Comme la photographe le fait remarquer, cette dévastation est comparable à celle de pays exposés à des conflits armés : après sept années consécutives d’effondrement économique et de crise politique, 94 % des Vénézuéliens vivent en effet dorénavant sous le seuil de pauvreté. Au début de l’exposition, un tableau résume d’ailleurs en quelques chiffres l’étendue du désastre : l’inflation de 2021 à 2700 %, une production de pétrole annuelle divisé par 10 en 10 ans, et dans la même période, un revenu familial moyen baissant de 77 %.

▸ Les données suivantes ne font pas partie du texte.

//! Step timing
//!
//! Derives the minimum elapsed time between two phase transitions from
//! the motor geometry and the requested speed, and provides the
//! wraparound-safe elapsed-time arithmetic the poll gate relies on.

use crate::traits::StepperError;
use micromath::F32Ext;

/// Microseconds in one minute, the base of the RPM conversion
pub const MICROS_PER_MINUTE: u32 = 60_000_000;

/// Microseconds between steps for `rpm` on a motor with
/// `steps_per_rev` steps per revolution.
///
/// The sign of `rpm` is ignored; direction is commanded separately.
/// Returns [`StepperError::InvalidSpeed`] when the speed is zero,
/// non-finite, or would produce an interval outside `1..=u32::MAX`
/// microseconds, and [`StepperError::InvalidStepsPerRev`] for a
/// zero step count.
pub fn step_interval_micros(steps_per_rev: u16, rpm: f32) -> Result<u32, StepperError> {
    if steps_per_rev == 0 {
        return Err(StepperError::InvalidStepsPerRev);
    }

    let steps_per_minute = steps_per_rev as f32 * F32Ext::abs(rpm);
    let interval = MICROS_PER_MINUTE as f32 / steps_per_minute;

    // NaN fails both comparisons, infinity fails the upper bound
    if !(interval >= 1.0 && interval <= u32::MAX as f32) {
        return Err(StepperError::InvalidSpeed);
    }

    Ok(interval as u32)
}

/// Microseconds elapsed between a `earlier` reading and `now`.
///
/// Computed with wrapping subtraction so the result stays correct when
/// the counter has rolled over between the two readings.
pub fn elapsed_micros(now: u32, earlier: u32) -> u32 {
    now.wrapping_sub(earlier)
}

#[cfg(test)]
mod tests {
    use super::*;
    use proptest::prelude::*;

    #[test]
    fn test_interval_for_typical_motor() {
        // 200 steps/rev at 15 RPM: 3000 steps/min -> 20 ms/step
        assert_eq!(step_interval_micros(200, 15.0), Ok(20_000));
        // 48 steps/rev at 60 RPM -> one step every ~20.8 ms
        assert_eq!(step_interval_micros(48, 60.0), Ok(20_833));
    }

    #[test]
    fn test_sign_of_rpm_is_ignored() {
        assert_eq!(
            step_interval_micros(200, -15.0),
            step_interval_micros(200, 15.0)
        );
    }

    #[test]
    fn test_zero_speed_rejected() {
        assert_eq!(step_interval_micros(200, 0.0), Err(StepperError::InvalidSpeed));
        assert_eq!(step_interval_micros(200, -0.0), Err(StepperError::InvalidSpeed));
    }

    #[test]
    fn test_non_finite_speed_rejected() {
        assert_eq!(
            step_interval_micros(200, f32::NAN),
            Err(StepperError::InvalidSpeed)
        );
        assert_eq!(
            step_interval_micros(200, f32::INFINITY),
            Err(StepperError::InvalidSpeed)
        );
    }

    #[test]
    fn test_sub_microsecond_interval_rejected() {
        // 60000 steps/rev at 10000 RPM would need steps every 0.1 us
        assert_eq!(
            step_interval_micros(60_000, 10_000.0),
            Err(StepperError::InvalidSpeed)
        );
    }

    #[test]
    fn test_interval_overflow_rejected() {
        // Slow enough that the interval no longer fits the counter width
        assert_eq!(
            step_interval_micros(1, 1.0e-5),
            Err(StepperError::InvalidSpeed)
        );
    }

    #[test]
    fn test_zero_steps_per_rev_rejected() {
        assert_eq!(
            step_interval_micros(0, 15.0),
            Err(StepperError::InvalidStepsPerRev)
        );
    }

    #[test]
    fn test_elapsed_across_counter_wrap() {
        // Last step just before rollover, now just after
        assert_eq!(elapsed_micros(5, u32::MAX - 9), 15);
        assert_eq!(elapsed_micros(0, u32::MAX), 1);
    }

    proptest! {
        #[test]
        fn elapsed_is_exact_for_any_offset(earlier: u32, delta: u32) {
            prop_assert_eq!(elapsed_micros(earlier.wrapping_add(delta), earlier), delta);
        }
    }
}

Formée en écriture et en journalisme d’investigation, maintes fois distinguée par des prix prestigieux (notamment le prix Inge Morath, le prix du photojournalisme 6Mois et la bourse éditoriale Getty Images), Fabiola Ferrero nous montre tout cela sans misérabilisme, sans recours à la symbolique convenue de la souffrance, en couleur même. Les images sont simples et directes, très lisibles. Ici une route crevassée, tout à côté une salle de classe vide où vole une chauve-souris ou encore un laboratoire scientifique en déshérence. Les infrastructures industrielles ont particulièrement retenu son attention – ports, puits de pétroles… – mais aussi le secteur de l’enseignement, particulièrement l’université, qui souffre durement du manque de financement de l’État.

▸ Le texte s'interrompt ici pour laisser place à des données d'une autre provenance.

//! SQLite connection and schema setup.

use sqlx::{
    SqlitePool,
    migrate::MigrateError,
    sqlite::{SqliteConnectOptions, SqlitePoolOptions},
};
use std::{path::Path, str::FromStr};

/// Open a pool for `database_url`, creating the database file (and its
/// parent directory) when missing.
pub async fn connect(database_url: &str) -> anyhow::Result<SqlitePool> {
    let db_path = database_url
        .trim_start_matches("sqlite://")
        .trim_start_matches("sqlite:")
        .trim_start_matches("file:");
    let db_path = db_path.split('?').next().unwrap_or(db_path);
    tracing::debug!("Interpreted SQLite path => {}", db_path);

    if !db_path.is_empty() && !db_path.starts_with(":memory:") {
        if let Some(parent) = Path::new(db_path).parent() {
            if !parent.as_os_str().is_empty() && !parent.exists() {
                std::fs::create_dir_all(parent)?;
                tracing::info!("Created missing directory {:?}", parent);
            }
        }
    }

    let options = SqliteConnectOptions::from_str(database_url)?.create_if_missing(true);
    let pool = SqlitePoolOptions::new()
        .max_connections(5)
        .connect_with(options)
        .await?;
    Ok(pool)
}

/// Apply pending migrations from `migrations/`, embedded at build time.
/// Already-applied versions are skipped, so this runs on every startup.
pub async fn run_migrations(db: &SqlitePool) -> Result<(), MigrateError> {
    let migrator = sqlx::migrate!("./migrations");
    tracing::info!("Running {} migrations...", migrator.iter().count());
    migrator.run(db).await
}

L’illusion que nous avons bâtie sur le pétrole s’est évaporée si rapidement que j’ai l’impression de photographier un lac juste avant qu’il ne devienne un désert.

Fabiola Ferrero

Dans son excellente préface à la monographie The Wells Run Dry coéditée par la Fondation Carmignac, l’écrivaine et journaliste vénézuélienne Milagros Socorro cite le cas de ces “professeurs d’université reconvertis en chauffeurs de taxi seniors, jusqu’à ce que l’impossibilité de réparer leurs voitures ou de les équiper de pneus les laisse à nouveau oisifs et abandonnés ”. Ceci avant de noter : “ Les sociétés d’études de marché qui mènent des enquêtes dans le pays se sont heurtées à une certitude : les Vénézuéliens veulent la normalité. Former un couple, fonder une famille et lui assurer logement et sécurité, scolariser ses enfants et les emmener à la plage le samedi ”. En quelque sorte, ils souhaitent rembobiner le temps, revenir à l’insouciance des photos souvenirs d’avant la crise. Cependant, à voir les photographies de Fabiola Ferrero, ils ne peuvent rien espérer de tel avant deux ou trois décennies. Les portraits sur box lumineux disséminés dans les deux coursives de Géopolis nous feraient penser qu’ils en sont conscients et nous feraient même douter qu’ils rêvent encore. Les visages sont graves, les regards sont durs.

* Comme plus ou moins 7 millions de ses compatriotes l’ont fait ces 10 dernières années.

“Venezuela, The Wells Run Dry” de Fabiola Ferrero Quoi Photojournalisme Où Géopolis, rue des Tanneurs, 58, 1000 Bruxelles Quand Jusqu’au 22 décembre, du mardi au dimanche, de 13h à 17h30.

Rens. :Cet article est paru dans La Libre (site web)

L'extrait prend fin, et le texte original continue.